Cubanos vão às ruas em protesto contra captura de Maduro e ataque dos EUA à Venezuela
Manifestantes também levantaram fotos dos 32 policiais mortos em Caracas
Milhares de cidadãos cubanos fizeram um protesto nesta sexta-feira, 16, em frente à Embaixada dos Estados Unidos em Havana, para denunciar o assassinato de 32 policiais cubanos durante a incursão do país norte-americano na Venezuela e pedir a libertação do ex-presidente Nicolás Maduro. A manifestação foi organizada pelo governo de Cuba, em meio ao aumento das tensões entre as duas nações.
Os manifestantes levaram bandeiras cubanas às ruas e entoaram o hino nacional. O presidente de Cuba, Miguel Díaz-Canel, esteve no ato e discursou aos presentes.
“O atual governo dos EUA abriu as portas para uma era de barbaridade, roubo e neofascismo”, afirmou o líder. “Cuba não precisa fazer concessões políticas, e isso jamais estará em discussão nas negociações para alcançar um entendimento entre os dois países”.
O presidente destacou, ainda, que sempre estará aberto ao diálogo e à melhoria das relações diplomáticas entre os dois territórios.
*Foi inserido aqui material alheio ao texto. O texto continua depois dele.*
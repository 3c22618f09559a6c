//! Runtime errors surfaced by a running machine.

use thiserror::Error;

/// Errors that can occur once a machine exists.
///
/// Start-up errors (`AlreadyStarted`, `UnknownState` from `set_start`)
/// leave the machine in its prior state. A bad transition target is
/// non-fatal: the in-flight event continues as if no transition had been
/// requested. `EntryFailed` is surfaced only after the partially entered
/// suffix has been unwound, so the active chain stays consistent.
#[derive(Debug, Error)]
pub enum FsmError {
    #[error("machine has already been started")]
    AlreadyStarted,

    #[error("machine has not been started")]
    NotStarted,

    #[error("unknown state '{label}'")]
    UnknownState { label: String },

    #[error("entry of state '{label}' failed: {reason}")]
    EntryFailed { label: String, reason: String },
}

impl FsmError {
    /// Convenience constructor for factories whose entry effect can fail.
    pub fn entry_failed(label: impl Into<String>, reason: impl Into<String>) -> Self {
        Self::EntryFailed {
            label: label.into(),
            reason: reason.into(),
        }
    }

    pub(crate) fn unknown_state(label: &str) -> Self {
        Self::UnknownState {
            label: label.to_string(),
        }
    }
}
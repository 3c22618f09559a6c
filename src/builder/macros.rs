//! Macros for ergonomic state identifier declaration.

/// Generate a state identifier enum and its `StateId` implementation.
///
/// The generated enum derives `Copy`, `Clone`, `PartialEq`, `Eq`,
/// `Hash`, and `Debug`, and labels each variant with its own name.
///
/// # Example
///
/// ```
/// use arbor::core::StateId;
/// use arbor::state_id_enum;
///
/// state_id_enum! {
///     pub enum WatchId {
///         Root,
///         ShowTime,
///         SetTime,
///     }
/// }
///
/// assert_eq!(WatchId::SetTime.label(), "SetTime");
/// ```
#[macro_export]
macro_rules! state_id_enum {
    (
        $(#[$meta:meta])*
        $vis:vis enum $name:ident {
            $(
                $(#[$variant_meta:meta])*
                $variant:ident
            ),* $(,)?
        }
    ) => {
        $(#[$meta])*
        #[derive(Copy, Clone, PartialEq, Eq, Hash, Debug)]
        $vis enum $name {
            $(
                $(#[$variant_meta])*
                $variant
            ),*
        }

        impl $crate::core::StateId for $name {
            fn label(&self) -> &str {
                match self {
                    $(Self::$variant => stringify!($variant)),*
                }
            }
        }
    };
}

#[cfg(test)]
mod tests {
    use crate::core::StateId;

    state_id_enum! {
        enum TestId {
            First,
            Second,
        }
    }

    #[test]
    fn state_id_enum_macro_generates_labels() {
        assert_eq!(TestId::First.label(), "First");
        assert_eq!(TestId::Second.label(), "Second");
    }

    #[test]
    fn state_id_enum_supports_visibility() {
        state_id_enum! {
            pub enum PublicId {
                A,
                B,
            }
        }

        let _id = PublicId::A;
        assert_ne!(PublicId::A, PublicId::B);
    }

    #[test]
    fn generated_ids_are_usable_as_map_keys() {
        use std::collections::HashMap;

        let mut depths = HashMap::new();
        depths.insert(TestId::First, 0usize);
        depths.insert(TestId::Second, 1usize);

        assert_eq!(depths[&TestId::Second], 1);
    }
}
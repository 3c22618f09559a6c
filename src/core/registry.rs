//! State registry: the catalog of registered states and their parent links.
//!
//! The registry is populated once during machine construction and is
//! immutable afterwards. Validation resolves every parent reference,
//! rejects cycles, and memoises the root-to-state ancestor path for each
//! identifier so later lookups are a single map read.

use super::id::StateId;
use crate::builder::error::BuildError;
use std::collections::{HashMap, HashSet};

#[derive(Debug)]
struct Entry<Id> {
    parent: Option<Id>,
}

/// Catalog mapping each registered identifier to its position in the
/// state tree.
///
/// A registry goes through two phases: `register` calls record the raw
/// parent links, then a single [`validate`](Registry::validate) pass
/// checks the tree shape and computes ancestor paths. [`ancestors`]
/// and [`depth`] only return data after validation.
///
/// [`ancestors`]: Registry::ancestors
/// [`depth`]: Registry::depth
///
/// # Example
///
/// ```rust
/// use arbor::core::{Registry, StateId};
///
/// #[derive(Copy, Clone, PartialEq, Eq, Hash, Debug)]
/// enum Id { Root, Child }
///
/// impl StateId for Id {
///     fn label(&self) -> &str {
///         match self {
///             Self::Root => "Root",
///             Self::Child => "Child",
///         }
///     }
/// }
///
/// let mut registry = Registry::new();
/// registry.register(Id::Root, None).unwrap();
/// registry.register(Id::Child, Some(Id::Root)).unwrap();
/// registry.validate().unwrap();
///
/// assert_eq!(registry.ancestors(Id::Child), Some(&[Id::Root, Id::Child][..]));
/// assert_eq!(registry.depth(Id::Child), Some(1));
/// ```
#[derive(Debug)]
pub struct Registry<Id: StateId> {
    entries: HashMap<Id, Entry<Id>>,
    paths: HashMap<Id, Vec<Id>>,
}

impl<Id: StateId> Default for Registry<Id> {
    fn default() -> Self {
        Self::new()
    }
}

impl<Id: StateId> Registry<Id> {
    /// Create an empty registry.
    pub fn new() -> Self {
        Self {
            entries: HashMap::new(),
            paths: HashMap::new(),
        }
    }

    /// Record a state and its optional parent link.
    ///
    /// The parent does not have to be registered yet; dangling links are
    /// caught by [`validate`](Registry::validate).
    pub fn register(&mut self, id: Id, parent: Option<Id>) -> Result<(), BuildError> {
        if self.entries.contains_key(&id) {
            return Err(BuildError::DuplicateState {
                label: id.label().to_string(),
            });
        }
        self.entries.insert(id, Entry { parent });
        Ok(())
    }

    /// Check the tree shape and memoise ancestor paths.
    ///
    /// Every parent reference must resolve to a registered state and the
    /// parent relation must be acyclic. Called once, before the registry
    /// is first used for lookups.
    pub fn validate(&mut self) -> Result<(), BuildError> {
        let ids: Vec<Id> = self.entries.keys().copied().collect();
        for &id in &ids {
            let mut path = vec![id];
            let mut seen = HashSet::from([id]);
            let mut cursor = id;
            while let Some(parent) = self.entries.get(&cursor).and_then(|e| e.parent) {
                if !self.entries.contains_key(&parent) {
                    return Err(BuildError::UnknownParent {
                        state: cursor.label().to_string(),
                        parent: parent.label().to_string(),
                    });
                }
                if !seen.insert(parent) {
                    return Err(BuildError::CycleDetected {
                        label: id.label().to_string(),
                    });
                }
                path.push(parent);
                cursor = parent;
            }
            path.reverse();
            self.paths.insert(id, path);
        }
        Ok(())
    }

    /// Whether `id` is registered.
    pub fn contains(&self, id: Id) -> bool {
        self.entries.contains_key(&id)
    }

    /// The registered parent of `id`, if any.
    pub fn parent(&self, id: Id) -> Option<Id> {
        self.entries.get(&id).and_then(|e| e.parent)
    }

    /// The root-to-`id` ancestor path, inclusive of `id` itself.
    ///
    /// Returns `None` for unregistered identifiers (and before
    /// validation).
    pub fn ancestors(&self, id: Id) -> Option<&[Id]> {
        self.paths.get(&id).map(Vec::as_slice)
    }

    /// Depth of `id` in the tree: 0 for roots.
    pub fn depth(&self, id: Id) -> Option<usize> {
        self.paths.get(&id).map(|p| p.len() - 1)
    }

    /// Number of registered states.
    pub fn len(&self) -> usize {
        self.entries.len()
    }

    /// Whether no states are registered.
    pub fn is_empty(&self) -> bool {
        self.entries.is_empty()
    }
}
Ele reforçou, porém, que terá esse posicionamento apenas em termos de igualdade e respeito mútuo. “Ninguém aqui se rende”, complementou.
Após a fala do chefe de Estado, a manifestação se transformou em um desfile. Chamado de “marcha de combatentes” pelos cubanos, esse é um costume que teve origem na época de Fidel Castro. Os manifestantes foram guiados por uma fila de pessoas que seguravam fotos dos 32 oficiais mortos. “Abaixo o imperialismo! Cuba prevalecerá!”, gritou a multidão.
O ato foi realizado um dia depois de milhares de cubanos se reunirem na sede do Ministério das Forças Armadas Revolucionárias para homenagear os 32 policiais mortos. Os restos mortais dos militares chegaram no país na manhã de quinta-feira 15 e o sepultamento está previsto para a tarde desta sexta-feira, em diversos cemitérios da ilha.
Os agentes faziam parte da equipe de segurança do ex-líder venezuelano Nicolás Maduro e foram assassinados durante a operação americana em Caracas. A ação tinha como objetivo prender o ditador e levá-lo aos Estados Unidos para ser julgado por suposto envolvimento com tráfico de drogas.
No domingo passado, Trump exigiu que Cuba fizesse um acordo com ele antes que fosse “tarde demais”. Na mesma ocasião, o republicano também afirmou que vai interromper o envio de petróleo e capital venezuelano para o país. Especialistas avaliam que a medida pode ter consequências muito severas, já que a ilha constantemente enfrenta quedas de energia.
Washington mantém uma política de sanções contra Cuba desde a década de 1960 para pressionar o país a acabar com o sistema comunista de partido único. As punições se intensificaram durante a administração de Trump.